**About this exercise**
Transcribe the entries below exactly as they appear.

**Data**
//! Fault injection for exercising degraded paths.

use std::sync::atomic::{AtomicBool, AtomicU64, Ordering};

use rank_core::{
    Item, ItemId, ItemScore, Rating, RatingId, TrustScore, User, UserId, Vote,
};
use tracing::debug;

use crate::error::{StoreError, StoreResult};
use crate::traits::{RecordStore, Transaction};

/// Class of store operation a fault applies to.
#[derive(Debug, Clone, Copy, PartialEq, Eq, Hash)]
pub enum FaultKind {
    /// User reads (`get_user`, `list_users`), which is where trust is read.
    UserReads,
    /// Item, rating and vote reads.
    Reads,
    /// Single-record inserts and updates.
    Writes,
    /// Multi-record transactions.
    Transactions,
}

impl FaultKind {
    const fn index(self) -> usize {
        match self {
            Self::UserReads => 0,
            Self::Reads => 1,
            Self::Writes => 2,
            Self::Transactions => 3,
        }
    }
}

/// Wraps a store and fails selected operation classes with
/// [`StoreError::Unavailable`].
#[derive(Debug, Default)]
pub struct FaultyStore<S> {
    inner: S,
    armed: [AtomicBool; 4],
    injected: AtomicU64,
}

impl<S: RecordStore> FaultyStore<S> {
    /// Wrap a store with no faults armed.
    pub fn new(inner: S) -> Self {
        Self {
            inner,
            armed: Default::default(),
            injected: AtomicU64::new(0),
        }
    }

    /// Start failing operations of `kind`.
    pub fn fail(&self, kind: FaultKind) {
        self.armed[kind.index()].store(true, Ordering::SeqCst);
    }

    /// Stop failing operations of `kind`.
    pub fn heal(&self, kind: FaultKind) {
        self.armed[kind.index()].store(false, Ordering::SeqCst);
    }

    /// Stop failing everything.
    pub fn heal_all(&self) {
        for flag in &self.armed {
            flag.store(false, Ordering::SeqCst);
        }
    }

    /// Number of failures injected so far.
    pub fn injected(&self) -> u64 {
        self.injected.load(Ordering::SeqCst)
    }

    /// The wrapped store.
    pub const fn inner(&self) -> &S {
        &self.inner
    }

    fn check(&self, kind: FaultKind, op: &'static str) -> StoreResult<()> {
        if self.armed[kind.index()].load(Ordering::SeqCst) {
            self.injected.fetch_add(1, Ordering::SeqCst);
            debug!(op, ?kind, "Injecting store fault");
            return Err(StoreError::Unavailable(format!("injected fault in {op}")));
        }
        Ok(())
    }
}

impl<S: RecordStore> RecordStore for FaultyStore<S> {
    fn insert_user(&self, user: User) -> StoreResult<()> {
        self.check(FaultKind::Writes, "insert_user")?;
        self.inner.insert_user(user)
    }

    fn get_user(&self, id: UserId) -> StoreResult<User> {
        self.check(FaultKind::UserReads, "get_user")?;
        self.inner.get_user(id)
    }

    fn list_users(&self) -> StoreResult<Vec<User>> {
        self.check(FaultKind::UserReads, "list_users")?;
        self.inner.list_users()
    }

    fn update_user_trust(
        &self,
        id: UserId,
        update: &mut dyn FnMut(TrustScore) -> TrustScore,
    ) -> StoreResult<TrustScore> {
        self.check(FaultKind::Writes, "update_user_trust")?;
        self.inner.update_user_trust(id, update)
    }

    fn set_user_trust(&self, id: UserId, trust: TrustScore) -> StoreResult<()> {
        self.check(FaultKind::Writes, "set_user_trust")?;
        self.inner.set_user_trust(id, trust)
    }

    fn insert_item(&self, item: Item) -> StoreResult<()> {
        self.check(FaultKind::Writes, "insert_item")?;
        self.inner.insert_item(item)
    }

    fn get_item(&self, id: ItemId) -> StoreResult<Item> {
        self.check(FaultKind::Reads, "get_item")?;
        self.inner.get_item(id)
    }

    fn list_items(&self) -> StoreResult<Vec<Item>> {
        self.check(FaultKind::Reads, "list_items")?;
        self.inner.list_items()
    }

    fn update_item_score(&self, id: ItemId, score: ItemScore) -> StoreResult<()> {
        self.check(FaultKind::Writes, "update_item_score")?;
        self.inner.update_item_score(id, score)
    }

    fn insert_rating(&self, rating: Rating) -> StoreResult<()> {
        self.check(FaultKind::Writes, "insert_rating")?;
        self.inner.insert_rating(rating)
    }

    fn get_rating(&self, id: RatingId) -> StoreResult<Rating> {
        self.check(FaultKind::Reads, "get_rating")?;
        self.inner.get_rating(id)
    }

    fn ratings_for_item(&self, id: ItemId) -> StoreResult<Vec<Rating>> {
        self.check(FaultKind::Reads, "ratings_for_item")?;
        self.inner.ratings_for_item(id)
    }

    fn ratings_by_author(&self, id: UserId) -> StoreResult<Vec<Rating>> {
        self.check(FaultKind::Reads, "ratings_by_author")?;
        self.inner.ratings_by_author(id)
    }

    fn update_rating_weight(
        &self,
        id: RatingId,
        weight: f64,
        author_trust: f64,
    ) -> StoreResult<()> {
        self.check(FaultKind::Writes, "update_rating_weight")?;
        self.inner.update_rating_weight(id, weight, author_trust)
    }

    fn get_vote(&self, voter: UserId, rating: RatingId) -> StoreResult<Option<Vote>> {
        self.check(FaultKind::Reads, "get_vote")?;
        self.inner.get_vote(voter, rating)
    }

    fn transaction(
        &self,
        body: &mut dyn FnMut(&mut dyn Transaction) -> StoreResult<()>,
    ) -> StoreResult<()> {
        self.check(FaultKind::Transactions, "transaction")?;
        self.inner.transaction(body)
    }
}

**Answer**
//! Fault injection for exercising degraded paths.

use std::sync::atomic::{AtomicBool, AtomicU64, Ordering};

use rank_core::{
    Item, ItemId, ItemScore, Rating, RatingId, TrustScore, User, UserId, Vote,
};
use tracing::debug;

use crate::error::{StoreError, StoreResult};
use crate::traits::{RecordStore, Transaction};

/// Class of store operation a fault applies to.
#[derive(Debug, Clone, Copy, PartialEq, Eq, Hash)]
pub enum FaultKind {
    /// User reads (`get_user`, `list_users`), which is where trust is read.
    UserReads,
    /// Item, rating and vote reads.
    Reads,
    /// Single-record inserts and updates.
    Writes,
    /// Multi-record transactions.
    Transactions,
}

impl FaultKind {
    const fn index(self) -> usize {
        match self {
            Self::UserReads => 0,
            Self::Reads => 1,
            Self::Writes => 2,
            Self::Transactions => 3,
        }
    }
}

/// Wraps a store and fails selected operation classes with
/// [`StoreError::Unavailable`].
#[derive(Debug, Default)]
pub struct FaultyStore<S> {
    inner: S,
    armed: [AtomicBool; 4],
    injected: AtomicU64,
}

impl<S: RecordStore> FaultyStore<S> {
    /// Wrap a store with no faults armed.
    pub fn new(inner: S) -> Self {
        Self {
            inner,
            armed: Default::default(),
            injected: AtomicU64::new(0),
        }
    }

    /// Start failing operations of `kind`.
    pub fn fail(&self, kind: FaultKind) {
        self.armed[kind.index()].store(true, Ordering::SeqCst);
    }

    /// Stop failing operations of `kind`.
    pub fn heal(&self, kind: FaultKind) {
        self.armed[kind.index()].store(false, Ordering::SeqCst);
    }

    /// Stop failing everything.
    pub fn heal_all(&self) {
        for flag in &self.armed {
            flag.store(false, Ordering::SeqCst);
        }
    }

    /// Number of failures injected so far.
    pub fn injected(&self) -> u64 {
        self.injected.load(Ordering::SeqCst)
    }

    /// The wrapped store.
    pub const fn inner(&self) -> &S {
        &self.inner
    }

    fn check(&self, kind: FaultKind, op: &'static str) -> StoreResult<()> {
        if self.armed[kind.index()].load(Ordering::SeqCst) {
            self.injected.fetch_add(1, Ordering::SeqCst);
            debug!(op, ?kind, "Injecting store fault");
            return Err(StoreError::Unavailable(format!("injected fault in {op}")));
        }
        Ok(())
    }
}

impl<S: RecordStore> RecordStore for FaultyStore<S> {
    fn insert_user(&self, user: User) -> StoreResult<()> {
        self.check(FaultKind::Writes, "insert_user")?;
        self.inner.insert_user(user)
    }

    fn get_user(&self, id: UserId) -> StoreResult<User> {
        self.check(FaultKind::UserReads, "get_user")?;
        self.inner.get_user(id)
    }

    fn list_users(&self) -> StoreResult<Vec<User>> {
        self.check(FaultKind::UserReads, "list_users")?;
        self.inner.list_users()
    }

    fn update_user_trust(
        &self,
        id: UserId,
        update: &mut dyn FnMut(TrustScore) -> TrustScore,
    ) -> StoreResult<TrustScore> {
        self.check(FaultKind::Writes, "update_user_trust")?;
        self.inner.update_user_trust(id, update)
    }

    fn set_user_trust(&self, id: UserId, trust: TrustScore) -> StoreResult<()> {
        self.check(FaultKind::Writes, "set_user_trust")?;
        self.inner.set_user_trust(id, trust)
    }

    fn insert_item(&self, item: Item) -> StoreResult<()> {
        self.check(FaultKind::Writes, "insert_item")?;
        self.inner.insert_item(item)
    }

    fn get_item(&self, id: ItemId) -> StoreResult<Item> {
        self.check(FaultKind::Reads, "get_item")?;
        self.inner.get_item(id)
    }

    fn list_items(&self) -> StoreResult<Vec<Item>> {
        self.check(FaultKind::Reads, "list_items")?;
        self.inner.list_items()
    }

    fn update_item_score(&self, id: ItemId, score: ItemScore) -> StoreResult<()> {
        self.check(FaultKind::Writes, "update_item_score")?;
        self.inner.update_item_score(id, score)
    }

    fn insert_rating(&self, rating: Rating) -> StoreResult<()> {
        self.check(FaultKind::Writes, "insert_rating")?;
        self.inner.insert_rating(rating)
    }

    fn get_rating(&self, id: RatingId) -> StoreResult<Rating> {
        self.check(FaultKind::Reads, "get_rating")?;
        self.inner.get_rating(id)
    }

    fn ratings_for_item(&self, id: ItemId) -> StoreResult<Vec<Rating>> {
        self.check(FaultKind::Reads, "ratings_for_item")?;
        self.inner.ratings_for_item(id)
    }

    fn ratings_by_author(&self, id: UserId) -> StoreResult<Vec<Rating>> {
        self.check(FaultKind::Reads, "ratings_by_author")?;
        self.inner.ratings_by_author(id)
    }

    fn update_rating_weight(
        &self,
        id: RatingId,
        weight: f64,
        author_trust: f64,
    ) -> StoreResult<()> {
        self.check(FaultKind::Writes, "update_rating_weight")?;
        self.inner.update_rating_weight(id, weight, author_trust)
    }

    fn get_vote(&self, voter: UserId, rating: RatingId) -> StoreResult<Option<Vote>> {
        self.check(FaultKind::Reads, "get_vote")?;
        self.inner.get_vote(voter, rating)
    }

    fn transaction(
        &self,
        body: &mut dyn FnMut(&mut dyn Transaction) -> StoreResult<()>,
    ) -> StoreResult<()> {
        self.check(FaultKind::Transactions, "transaction")?;
        self.inner.transaction(body)
    }
}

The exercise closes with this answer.